Task to complete
Read through the lines below and copy the ones holding the string "format".

─── Data under study

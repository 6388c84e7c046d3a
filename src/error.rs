//! Error types and JSON error responses for the gateway

use http_body_util::{combinators::BoxBody, BodyExt, Full};
use hyper::body::Bytes;
use hyper::{Response, StatusCode};
use serde::Serialize;
use std::path::PathBuf;
use thiserror::Error;

/// Failure to turn one configuration file into an application definition
#[derive(Debug, Error)]
pub enum DiscoveryError {
    #[error("failed to read {path}: {source}")]
    Io {
        path: PathBuf,
        #[source]
        source: std::io::Error,
    },

    #[error("malformed application config {path}: {source}")]
    Config {
        path: PathBuf,
        #[source]
        source: serde_yaml::Error,
    },

    #[error("malformed package metadata {path}: {source}")]
    Package {
        path: PathBuf,
        #[source]
        source: serde_json::Error,
    },

    #[error("application config {path} has no {field} and no package.json provides one")]
    MissingField { path: PathBuf, field: &'static str },

    #[error("application config {path} yields an invalid name: {source}")]
    InvalidName {
        path: PathBuf,
        #[source]
        source: crate::app::InvalidAppName,
    },

    #[error("failed to walk {path}: {source}")]
    Walk {
        path: PathBuf,
        #[source]
        source: walkdir::Error,
    },
}

/// Raised when an application needs a port and none is left
#[derive(Debug, Clone, PartialEq, Eq, Error)]
#[error("no more available ports in range {start}-{end}")]
pub struct PortExhausted {
    pub start: u16,
    pub end: u16,
}

/// Failure reported by a process supervisor
#[derive(Debug, Error)]
pub enum SupervisorError {
    #[error("failed to start {name}: {reason}")]
    Start { name: String, reason: String },

    #[error("failed to restart {name}: {reason}")]
    Restart { name: String, reason: String },

    #[error("failed to stop {name}: {reason}")]
    Stop { name: String, reason: String },

    #[error("failed to describe {name}: {reason}")]
    Describe { name: String, reason: String },

    #[error("unknown process: {0}")]
    UnknownProcess(String),
}

/// Failure of a runtime registration
#[derive(Debug, Error)]
pub enum RegistrationError {
    #[error("App conflicts with existing app: {0}")]
    Conflict(String),

    #[error("Invalid app definition: {0}")]
    Invalid(String),

    #[error(transparent)]
    Supervisor(#[from] SupervisorError),
}

/// Error codes for gateway errors
#[derive(Debug, Clone, Copy, Serialize)]
#[serde(rename_all = "SCREAMING_SNAKE_CASE")]
pub enum GatewayErrorCode {
    /// No registered route matches the request path
    RouteNotFound,
    /// The supervisor could not report the backend's status
    SupervisorUnavailable,
    /// Request timed out waiting for backend
    RequestTimeout,
    /// Failed to connect to backend
    ConnectionFailed,
}

impl GatewayErrorCode {
    /// Get the default HTTP status code for this error
    pub fn status_code(&self) -> StatusCode {
        match self {
            GatewayErrorCode::RouteNotFound => StatusCode::NOT_FOUND,
            GatewayErrorCode::SupervisorUnavailable => StatusCode::SERVICE_UNAVAILABLE,
            GatewayErrorCode::RequestTimeout => StatusCode::GATEWAY_TIMEOUT,
            GatewayErrorCode::ConnectionFailed => StatusCode::BAD_GATEWAY,
        }
    }

    /// Get the error code as a string for the X-Gateway-Error header
    pub fn as_header_value(&self) -> &'static str {
        match self {
            GatewayErrorCode::RouteNotFound => "ROUTE_NOT_FOUND",
            GatewayErrorCode::SupervisorUnavailable => "SUPERVISOR_UNAVAILABLE",
            GatewayErrorCode::RequestTimeout => "REQUEST_TIMEOUT",
            GatewayErrorCode::ConnectionFailed => "CONNECTION_FAILED",
        }
    }
}

/// JSON error response body
#[derive(Debug, Serialize)]
pub struct ErrorResponse {
    pub code: GatewayErrorCode,
    pub message: String,
    pub status: u16,
}

impl ErrorResponse {
    pub fn new(code: GatewayErrorCode, message: impl Into<String>) -> Self {
        Self {
            status: code.status_code().as_u16(),
            code,
            message: message.into(),
        }
    }

    pub fn to_json(&self) -> String {
        serde_json::to_string(self).unwrap_or_else(|_| {
            format!(
                r#"{{"code":"{}","message":"{}","status":{}}}"#,
                self.code.as_header_value(),
                self.message.replace('\"', "\\\""),
                self.status
            )
        })
    }
}

/// Create a JSON error response with X-Gateway-Error header
pub fn json_error_response(
    code: GatewayErrorCode,
    message: impl Into<String>,
) -> Response<BoxBody<Bytes, hyper::Error>> {
    let error = ErrorResponse::new(code, message);
    let status = code.status_code();
    let body = error.to_json();

    Response::builder()
        .status(status)
        .header("Content-Type", "application/json")
        .header("X-Gateway-Error", code.as_header_value())
        .body(Full::new(Bytes::from(body)).map_err(|e| match e {}).boxed())
        .expect("valid response with StatusCode enum and static headers")
}
#[cfg(test)]
mod tests {
    use super::*;
    use crate::router::select_target;
    use crate::supervisor::{ProcessInfo, ProcessStatus, ProcessSupervisor};
    use async_trait::async_trait;
    use parking_lot::Mutex as SyncMutex;
    use std::collections::HashSet;
    use std::time::Duration;

    #[derive(Default)]
    struct RecordingSupervisor {
        calls: SyncMutex<Vec<String>>,
        online: SyncMutex<HashMap<String, bool>>,
        fail_start: SyncMutex<bool>,
        fail_ports: SyncMutex<HashSet<String>>,
        fail_describe: SyncMutex<bool>,
        start_delay: SyncMutex<Duration>,
    }

    impl RecordingSupervisor {
        fn calls(&self) -> Vec<String> {
            self.calls.lock().clone()
        }
    }

    #[async_trait]
    impl ProcessSupervisor for RecordingSupervisor {
        async fn describe(&self, name: &str) -> Result<Option<ProcessInfo>, SupervisorError> {
            if *self.fail_describe.lock() {
                return Err(SupervisorError::Describe {
                    name: name.to_string(),
                    reason: "daemon unreachable".to_string(),
                });
            }
            Ok(self.online.lock().get(name).map(|online| {
                let status = if *online { ProcessStatus::Online } else { ProcessStatus::Stopped };
                ProcessInfo::new(name, status)
            }))
        }

        async fn start(&self, spec: LaunchSpec) -> Result<(), SupervisorError> {
            self.calls
                .lock()
                .push(format!("start {} PORT={}", spec.name, spec.env["PORT"]));
            let delay = *self.start_delay.lock();
            if !delay.is_zero() {
                tokio::time::sleep(delay).await;
            }
            if *self.fail_start.lock() || self.fail_ports.lock().contains(&spec.env["PORT"]) {
                return Err(SupervisorError::Start {
                    name: spec.name,
                    reason: "boom".to_string(),
                });
            }
            self.online.lock().insert(spec.name, true);
            Ok(())
        }

        async fn restart(&self, name: &str) -> Result<(), SupervisorError> {
            self.calls.lock().push(format!("restart {}", name));
            Ok(())
        }

        async fn stop(&self, name: &str) -> Result<(), SupervisorError> {
            self.calls.lock().push(format!("stop {}", name));
            self.online.lock().insert(name.to_string(), false);
            Ok(())
        }
    }

    fn registrar(supervisor: Arc<RecordingSupervisor>) -> Registrar {
        let cache = StatusCache::new(supervisor, Duration::ZERO);
        Registrar::new(
            Arc::new(AppRegistry::new()),
            Arc::new(RouteTable::new()),
            Arc::new(cache),
            "PORT",
        )
    }

    fn app(name: &str, port: u16, path: &str) -> AppDefinition {
        AppDefinition::new(name, "/srv/server.js", port, path)
    }

    #[tokio::test]
    async fn test_register_new_app_starts_and_commits() {
        let supervisor = Arc::new(RecordingSupervisor::default());
        let registrar = registrar(supervisor.clone());

        let outcome = registrar.register(app("@ck/a@v1", 7000, "/a")).await.unwrap();

        assert_eq!(outcome, RegistrationOutcome::Admitted);
        assert_eq!(outcome.message(), "App registered successfully");
        assert_eq!(supervisor.calls(), vec!["start @ck/a@v1 PORT=7000"]);
        assert_eq!(registrar.registry().len(), 1);
        assert_eq!(registrar.routes().match_prefix("/a/x").as_deref(), Some("/a"));
        assert!(registrar.routes().has_health_endpoint("@ck/a@v1"));
    }

    #[tokio::test]
    async fn test_reregister_identical_restarts() {
        let supervisor = Arc::new(RecordingSupervisor::default());
        let registrar = registrar(supervisor.clone());

        registrar.register(app("@ck/a@v1", 7000, "/a")).await.unwrap();
        let outcome = registrar.register(app("@ck/a@v1", 7000, "/a")).await.unwrap();

        assert_eq!(outcome, RegistrationOutcome::Refreshed);
        assert_eq!(supervisor.calls()[1], "restart @ck/a@v1");
        assert_eq!(registrar.registry().len(), 1);
    }

    #[tokio::test]
    async fn test_port_conflict_rejected_without_supervisor_calls() {
        let supervisor = Arc::new(RecordingSupervisor::default());
        let registrar = registrar(supervisor.clone());

        registrar.register(app("@ck/a@v1", 7000, "/a")).await.unwrap();
        let err = registrar.register(app("@ck/b@v1", 7000, "/b")).await.unwrap_err();

        assert!(matches!(err, RegistrationError::Conflict(_)));
        assert!(err.to_string().contains("Port: 7000"));
        assert_eq!(supervisor.calls().len(), 1);
        assert_eq!(registrar.registry().len(), 1);
    }

    #[tokio::test]
    async fn test_path_conflict_rejected() {
        let supervisor = Arc::new(RecordingSupervisor::default());
        let registrar = registrar(supervisor.clone());

        registrar.register(app("@ck/a@v1", 7000, "/shared")).await.unwrap();
        let err = registrar.register(app("@ck/b@v1", 7001, "/shared")).await.unwrap_err();
        assert!(err.to_string().contains("Path: /shared"));
    }

    #[tokio::test]
    async fn test_second_version_coexists() {
        let supervisor = Arc::new(RecordingSupervisor::default());
        let registrar = registrar(supervisor.clone());

        registrar.register(app("@ck/shop@v1", 7000, "/shop")).await.unwrap();
        let outcome = registrar.register(app("@ck/shop@v2", 7001, "/shop")).await.unwrap();

        assert_eq!(outcome, RegistrationOutcome::Admitted);
        assert_eq!(registrar.registry().len(), 2);
    }

    #[tokio::test]
    async fn test_changed_port_supersedes() {
        let supervisor = Arc::new(RecordingSupervisor::default());
        let registrar = registrar(supervisor.clone());

        registrar.register(app("@ck/a@v1", 7000, "/a")).await.unwrap();
        let outcome = registrar.register(app("@ck/a@v1", 7001, "/a")).await.unwrap();

        assert_eq!(outcome, RegistrationOutcome::Superseded);
        assert_eq!(outcome.message(), "App updated successfully");
        assert_eq!(
            supervisor.calls(),
            vec!["start @ck/a@v1 PORT=7000", "stop @ck/a@v1", "start @ck/a@v1 PORT=7001"]
        );
        let apps = registrar.registry().snapshot();
        assert_eq!(apps.len(), 1);
        assert_eq!(apps[0].port, Some(7001));
    }

    #[tokio::test]
    async fn test_failed_replacement_relaunches_previous() {
        let supervisor = Arc::new(RecordingSupervisor::default());
        let registrar = registrar(supervisor.clone());

        registrar.register(app("@ck/a@v1", 7000, "/a")).await.unwrap();
        supervisor.fail_ports.lock().insert("7001".to_string());
        let err = registrar.register(app("@ck/a@v1", 7001, "/a")).await.unwrap_err();

        assert!(matches!(err, RegistrationError::Supervisor(_)));
        assert_eq!(
            supervisor.calls(),
            vec![
                "start @ck/a@v1 PORT=7000",
                "stop @ck/a@v1",
                "start @ck/a@v1 PORT=7001",
                "start @ck/a@v1 PORT=7000",
            ]
        );
        let apps = registrar.registry().snapshot();
        assert_eq!(apps.len(), 1);
        assert_eq!(apps[0].port, Some(7000));
        let info = registrar.status().describe("@ck/a@v1").await.unwrap().unwrap();
        assert!(info.is_online());
    }

    #[tokio::test]
    async fn test_failed_replacement_and_relaunch_removes_entry() {
        let supervisor = Arc::new(RecordingSupervisor::default());
        let registrar = registrar(supervisor.clone());

        registrar.register(app("@ck/a@v1", 7000, "/a")).await.unwrap();
        *supervisor.fail_start.lock() = true;
        let err = registrar.register(app("@ck/a@v1", 7001, "/a")).await.unwrap_err();

        assert!(matches!(err, RegistrationError::Supervisor(_)));
        assert!(registrar.registry().is_empty());
        assert!(registrar.routes().match_prefix("/a").is_some());
        assert!(select_target(registrar.registry(), "/a", None).is_none());
    }

    #[tokio::test]
    async fn test_concurrent_registrations_are_serialized() {
        let supervisor = Arc::new(RecordingSupervisor::default());
        *supervisor.start_delay.lock() = Duration::from_millis(50);
        let registrar = Arc::new(registrar(supervisor.clone()));

        let (first, second) = tokio::join!(
            registrar.register(app("@ck/a@v1", 7000, "/a")),
            registrar.register(app("@ck/b@v1", 7000, "/b")),
        );

        let admitted = [&first, &second].iter().filter(|r| r.is_ok()).count();
        assert_eq!(admitted, 1);
        let rejected = if first.is_ok() { second } else { first };
        assert!(matches!(rejected, Err(RegistrationError::Conflict(_))));
        assert_eq!(supervisor.calls().len(), 1);
        assert_eq!(registrar.registry().len(), 1);
    }

    #[tokio::test]
    async fn test_same_port_different_path_is_conflict() {
        let supervisor = Arc::new(RecordingSupervisor::default());
        let registrar = registrar(supervisor.clone());

        registrar.register(app("@ck/a@v1", 7000, "/a")).await.unwrap();
        let err = registrar.register(app("@ck/a@v1", 7000, "/a2")).await.unwrap_err();
        assert!(matches!(err, RegistrationError::Conflict(_)));
    }

    #[tokio::test]
    async fn test_failed_start_commits_nothing() {
        let supervisor = Arc::new(RecordingSupervisor::default());
        *supervisor.fail_start.lock() = true;
        let registrar = registrar(supervisor.clone());

        let err = registrar.register(app("@ck/a@v1", 7000, "/a")).await.unwrap_err();

        assert!(matches!(err, RegistrationError::Supervisor(_)));
        assert!(registrar.registry().is_empty());
        assert!(registrar.routes().match_prefix("/a").is_none());
    }

    #[tokio::test]
    async fn test_invalid_definitions_rejected() {
        let supervisor = Arc::new(RecordingSupervisor::default());
        let registrar = registrar(supervisor.clone());

        let unassigned = AppDefinition::unassigned("@ck/a@v1", "server.js", "/a");
        assert!(matches!(
            registrar.register(unassigned).await,
            Err(RegistrationError::Invalid(_))
        ));
        assert!(matches!(
            registrar.register(app("not-a-name", 7000, "/a")).await,
            Err(RegistrationError::Invalid(_))
        ));
        assert!(supervisor.calls().is_empty());
    }

    #[tokio::test]
    async fn test_bootstrap_starts_offline_and_skips_online() {
        let supervisor = Arc::new(RecordingSupervisor::default());
        supervisor.online.lock().insert("@ck/b@v1".to_string(), true);
        let registrar = registrar(supervisor.clone());

        let admitted = registrar
            .bootstrap(vec![app("@ck/a@v1", 7000, "/a"), app("@ck/b@v1", 7001, "/b")])
            .await
            .unwrap();

        assert_eq!(admitted, 2);
        assert_eq!(supervisor.calls(), vec!["start @ck/a@v1 PORT=7000"]);
        assert_eq!(registrar.registry().len(), 2);
    }

    #[tokio::test]
    async fn test_bootstrap_skips_conflicts_and_keeps_failed_starts() {
        let supervisor = Arc::new(RecordingSupervisor::default());
        *supervisor.fail_start.lock() = true;
        let registrar = registrar(supervisor.clone());

        let admitted = registrar
            .bootstrap(vec![
                app("@ck/a@v1", 7000, "/a"),
                app("@ck/b@v1", 7001, "/same"),
                app("@ck/c@v1", 7002, "/same"),
            ])
            .await
            .unwrap();

        assert_eq!(admitted, 1);
        assert_eq!(registrar.registry().snapshot()[0].name, "@ck/a@v1");
        assert!(registrar.routes().match_prefix("/a").is_some());
    }

    #[tokio::test]
    async fn test_bootstrap_describe_failure_is_fatal() {
        let supervisor = Arc::new(RecordingSupervisor::default());
        *supervisor.fail_describe.lock() = true;
        let registrar = registrar(supervisor.clone());

        let result = registrar.bootstrap(vec![app("@ck/a@v1", 7000, "/a")]).await;
        assert!(result.is_err());
        assert!(registrar.registry().is_empty());
    }
}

──────

Worked solution
            format!(
                .push(format!("start {} PORT={}", spec.name, spec.env["PORT"]));
            self.calls.lock().push(format!("restart {}", name));
            self.calls.lock().push(format!("stop {}", name));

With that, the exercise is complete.